Childhood & Education
He was born in Ballintubber, Queen's County (now County Laois), Ireland, but the Day-Lewis family moved to England in 1906. His mother died of cancer in 1908. He attended prep school in London but then attended a boarding school in Dorset. In October 1923 he went up to Wadham College, Oxford.
Life & Work
As he dedicated himself to poetry and he soon published his first volume of poetry “Beechen Vigil” in 1925. In 1927, his final year of college, he met fellow student W.H. Auden and helped him to edit Oxford Poetry 1927.
Cecil Day-Lewis made his reputation in the 1930s as one of the “Oxford Poets” and “Poets of the Thirties” - alongside with Auden, Stephen Spender, Louis MacNeice and others, also known as “MacSpaunday” and “Auden Group”. He also joined the Communist party in the 1930s, but quit the party in 1939 since he was disenchanted with revolutionary and radical left-wing ideas.
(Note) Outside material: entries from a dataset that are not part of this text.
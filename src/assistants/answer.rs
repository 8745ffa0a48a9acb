//! Returns a stored property as the final answer

use schemars::JsonSchema;
use serde::Deserialize;
use std::sync::Arc;

use crate::agents::assistant::{Assistant, AssistantContext, FunctionDescriptor, FunctionRegistry};
use crate::agents::domain::AssistantResponse;

pub const ANSWER_ASSISTANT: &str = "AnswerAssistant";

#[derive(Debug, Deserialize, JsonSchema)]
#[serde(rename_all = "camelCase")]
pub struct GetOrchestratorPropertyArgs {
    /// The name of the property to get
    pub property_name: String,
}

pub struct AnswerAssistant {
    context: Arc<AssistantContext>,
    registry: FunctionRegistry,
}

impl AnswerAssistant {
    pub fn new() -> Self {
        let context = AssistantContext::new(ANSWER_ASSISTANT);
        let mut registry = FunctionRegistry::new(ANSWER_ASSISTANT);

        let get_ctx = context.clone();
        registry.register(
            FunctionDescriptor::typed(
                "GetOrchestratorProperty",
                "Get a property value to return to the user to answer the question and finish!",
                move |args: GetOrchestratorPropertyArgs, _ctx| {
                    let context = get_ctx.clone();
                    async move {
                        let value = context.orchestrator()?.require_property(&args.property_name)?;
                        Ok(AssistantResponse::new(value))
                    }
                },
            )
            .terminal(),
        );

        Self { context, registry }
    }
}

impl Default for AnswerAssistant {
    fn default() -> Self {
        Self::new()
    }
}

impl Assistant for AnswerAssistant {
    fn context(&self) -> &AssistantContext {
        &self.context
    }

    fn registry(&self) -> &FunctionRegistry {
        &self.registry
    }
}

#[cfg(test)]
mod tests {
    use super::*;
    use crate::agents::assistant::{FunctionContext, OrchestratorHandle, PropertyBag};
    use crate::agents::error::AgentError;
    use crate::agents::session::Session;
    use serde_json::json;

    #[tokio::test]
    async fn test_returns_global_property() {
        let globals = Arc::new(PropertyBag::new());
        globals.set("expression2", "12");
        let assistant = AnswerAssistant::new();
        assistant
            .bind(OrchestratorHandle::new(ANSWER_ASSISTANT, &globals))
            .unwrap();

        let function = assistant.registry().get("GetOrchestratorProperty").unwrap();
        assert!(function.is_terminal());

        let response = assistant
            .execute_function(
                "GetOrchestratorProperty",
                json!({ "propertyName": "Expression2" }),
                FunctionContext::new(Session::new()),
            )
            .await
            .unwrap();
        assert_eq!(response.text, "12");

        let missing = assistant
            .execute_function(
                "GetOrchestratorProperty",
                json!({ "propertyName": "nope" }),
                FunctionContext::new(Session::new()),
            )
            .await
            .unwrap_err();
        assert!(matches!(
            missing,
            AgentError::ExecutorFailure { source, .. } if matches!(*source, AgentError::PropertyNotFound(_))
        ));
    }
}
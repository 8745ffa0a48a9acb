//! Token counting for conversation limits

mod counter;

pub use counter::TokenCounter;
During the Second World War he worked as a publications editor in the Ministry of Information. His own work was now no longer influenced by his friend W.H. Auden and distanced himself from Auden with the publications of “Word Over All” in 1943[1], judged my many as his greatest work. In 1946 he worked as a lecturer at Camebridge University and was later a professor of Poetry in Oxford himself in 1951-1956.
Cecil Day-Lewis was married twice. In 1928 he married Mary with whom he had two children but divorced her in 1950. After his divorce from Mary he married actress Jill Bacon. They had two children, one of them being the Oscar-winning actor Daniel Day-Lewis. He died of cancer on May 22, 1972 with his family and friends around him.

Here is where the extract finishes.